Our world now is squares, Zoom squares. It’s how we work, how we socialize and how we connect to cultural events all from the safety of our homes. We settle for this because it’s the best we can do for now, and sometimes it almost feels like the real thing.

Over the last almost six months of quarantine, I’ve enjoyed some hearty theater – some favorites have included Arizona Theatre Company’s The White Chip by Sean Daniels, Buyer and Cellar by Jonathan Tolins from star Michael Urie’s apartment, Shotgun Players’ Quack by Eliza Clark and The Old Vic’s Three Kings by Stephen Beresford. I’d much rather be in a room where people can actually laugh, cry, gasp and applaud together, but I’ll take what I can get.

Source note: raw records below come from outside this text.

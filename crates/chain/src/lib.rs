//! Canonical-chain maintenance for emerald.
//!
//! The [`BlockChain`] ingests externally produced blocks (plus header-only
//! and receipt-only chains for fast sync), validates and executes them,
//! persists the results, and keeps a single canonical chain under the
//! heaviest-total-difficulty rule, reorganizing competing branches and
//! recovering from partial persistent state on startup. Chain events fan
//! out through a typed broadcast bus, and a secondary index maps addresses
//! to the transactions involving them.

pub mod accessors;
mod atxi;
mod blockchain;
mod error;
mod events;
mod header_chain;
mod recovery;
mod reorg;
#[cfg(test)]
pub mod test_utils;

pub use atxi::{AddrTxQuery, Direction, EntryKind};
pub use blockchain::{BlockChain, BlockChainConfig, InsertSummary, WriteStatus};
pub use error::{ChainError, InsertError};
pub use events::{ChainNotification, EventSender};
pub use header_chain::{HeaderChain, HeaderInsertSummary};
use crate::BlockNumber;
use alloy_primitives::{Address, Bloom, BloomInput, Bytes, B256};
use alloy_rlp::{Decodable, Encodable};
use serde::{Deserialize, Serialize};

/// A log emitted during transaction execution.
///
/// Only `address`, `topics` and `data` are consensus fields and part of the
/// RLP encoding; the remaining fields are derived at receipt assembly and
/// default to zero after decoding.
#[derive(Debug, Clone, PartialEq, Eq, Default, Serialize, Deserialize)]
pub struct Log {
    /// Address of the emitting contract.
    pub address: Address,
    /// Indexed topics, at most four.
    pub topics: Vec<B256>,
    /// Unindexed payload.
    pub data: Bytes,

    /// Hash of the including block.
    #[serde(default)]
    pub block_hash: B256,
    /// Number of the including block.
    #[serde(default)]
    pub block_number: BlockNumber,
    /// Hash of the emitting transaction.
    #[serde(default)]
    pub transaction_hash: B256,
    /// Position of the emitting transaction in its block.
    #[serde(default)]
    pub transaction_index: u64,
    /// Position of this log in its block.
    #[serde(default)]
    pub log_index: u64,
}

impl Log {
    /// The bloom filter covering this log's address and topics.
    pub fn bloom(&self) -> Bloom {
        let mut bloom = Bloom::ZERO;
        self.accrue_to(&mut bloom);
        bloom
    }

    fn accrue_to(&self, bloom: &mut Bloom) {
        bloom.accrue(BloomInput::Raw(self.address.as_slice()));
        for topic in &self.topics {
            bloom.accrue(BloomInput::Raw(topic.as_slice()));
        }
    }

    fn payload_length(&self) -> usize {
        self.address.length() + self.topics.length() + self.data.length()
    }
}

impl Encodable for Log {
    fn encode(&self, out: &mut dyn alloy_rlp::BufMut) {
        let payload_length = self.payload_length();
        alloy_rlp::Header { list: true, payload_length }.encode(out);
        self.address.encode(out);
        self.topics.encode(out);
        self.data.encode(out);
    }

    fn length(&self) -> usize {
        let payload_length = self.payload_length();
        payload_length + alloy_rlp::length_of_length(payload_length)
    }
}

impl Decodable for Log {
    fn decode(buf: &mut &[u8]) -> alloy_rlp::Result<Self> {
        let header = alloy_rlp::Header::decode(buf)?;
        if !header.list {
            return Err(alloy_rlp::Error::UnexpectedString);
        }
        let started_len = buf.len();

        let address = Address::decode(buf)?;
        let topics = Vec::<B256>::decode(buf)?;
        let data = Bytes::decode(buf)?;

        let consumed = started_len - buf.len();
        if consumed != header.payload_length {
            return Err(alloy_rlp::Error::ListLengthMismatch {
                expected: header.payload_length,
                got: consumed,
            });
        }
        Ok(Self { address, topics, data, ..Default::default() })
    }
}

/// Folds the blooms of `logs` into one filter.
pub fn logs_bloom<'a>(logs: impl IntoIterator<Item = &'a Log>) -> Bloom {
    let mut bloom = Bloom::ZERO;
    for log in logs {
        log.accrue_to(&mut bloom);
    }
    bloom
}

#[cfg(test)]
mod tests {
    use super::*;

    #[test]
    fn rlp_covers_consensus_fields_only() {
        let log = Log {
            address: Address::repeat_byte(1),
            topics: vec![B256::repeat_byte(2), B256::repeat_byte(3)],
            data: Bytes::from_static(&[4, 5, 6]),
            block_number: 99,
            transaction_index: 7,
            log_index: 13,
            ..Default::default()
        };

        let encoded = alloy_rlp::encode(&log);
        let decoded = Log::decode(&mut encoded.as_slice()).unwrap();
        assert_eq!(decoded.address, log.address);
        assert_eq!(decoded.topics, log.topics);
        assert_eq!(decoded.data, log.data);
        // derived fields are not encoded
        assert_eq!(decoded.block_number, 0);
        assert_eq!(decoded.log_index, 0);
    }

    #[test]
    fn bloom_covers_address_and_topics() {
        let log = Log {
            address: Address::repeat_byte(1),
            topics: vec![B256::repeat_byte(2)],
            ..Default::default()
        };
        let bloom = log.bloom();
        assert!(bloom.contains_input(BloomInput::Raw(log.address.as_slice())));
        assert!(bloom.contains_input(BloomInput::Raw(log.topics[0].as_slice())));
        assert_eq!(bloom, logs_bloom([&log]));
    }
}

The trick with theater on Zoom is how to actually connect the production and the person at home. We have shorter attention spans (at least I certainly do) at home, although I love being able to watch with my dog (Hank, the theater dog). We have distractions at home even when we try to replicate theater conditions with lights and phones turned off. And I have to admit I sigh a little when the show starts and it looks just like a staff meeting I had that morning.

But credit creative directors and designers who are working to turn Zoom into a dynamic theater space. American Conservatory Theater kicks off the fall theater, such as it is, with a production that amply demonstrates how effective Zoom can be as a play space. In Love and Warcraft by Madhuri Shekar is a co-production with Alaska’s Perseverance Theatre, and it’s a remount of a production made last spring, at the start of quarantine, with members of ACT’s MFA Class of 2022 under the direction of Peter J. Kuo.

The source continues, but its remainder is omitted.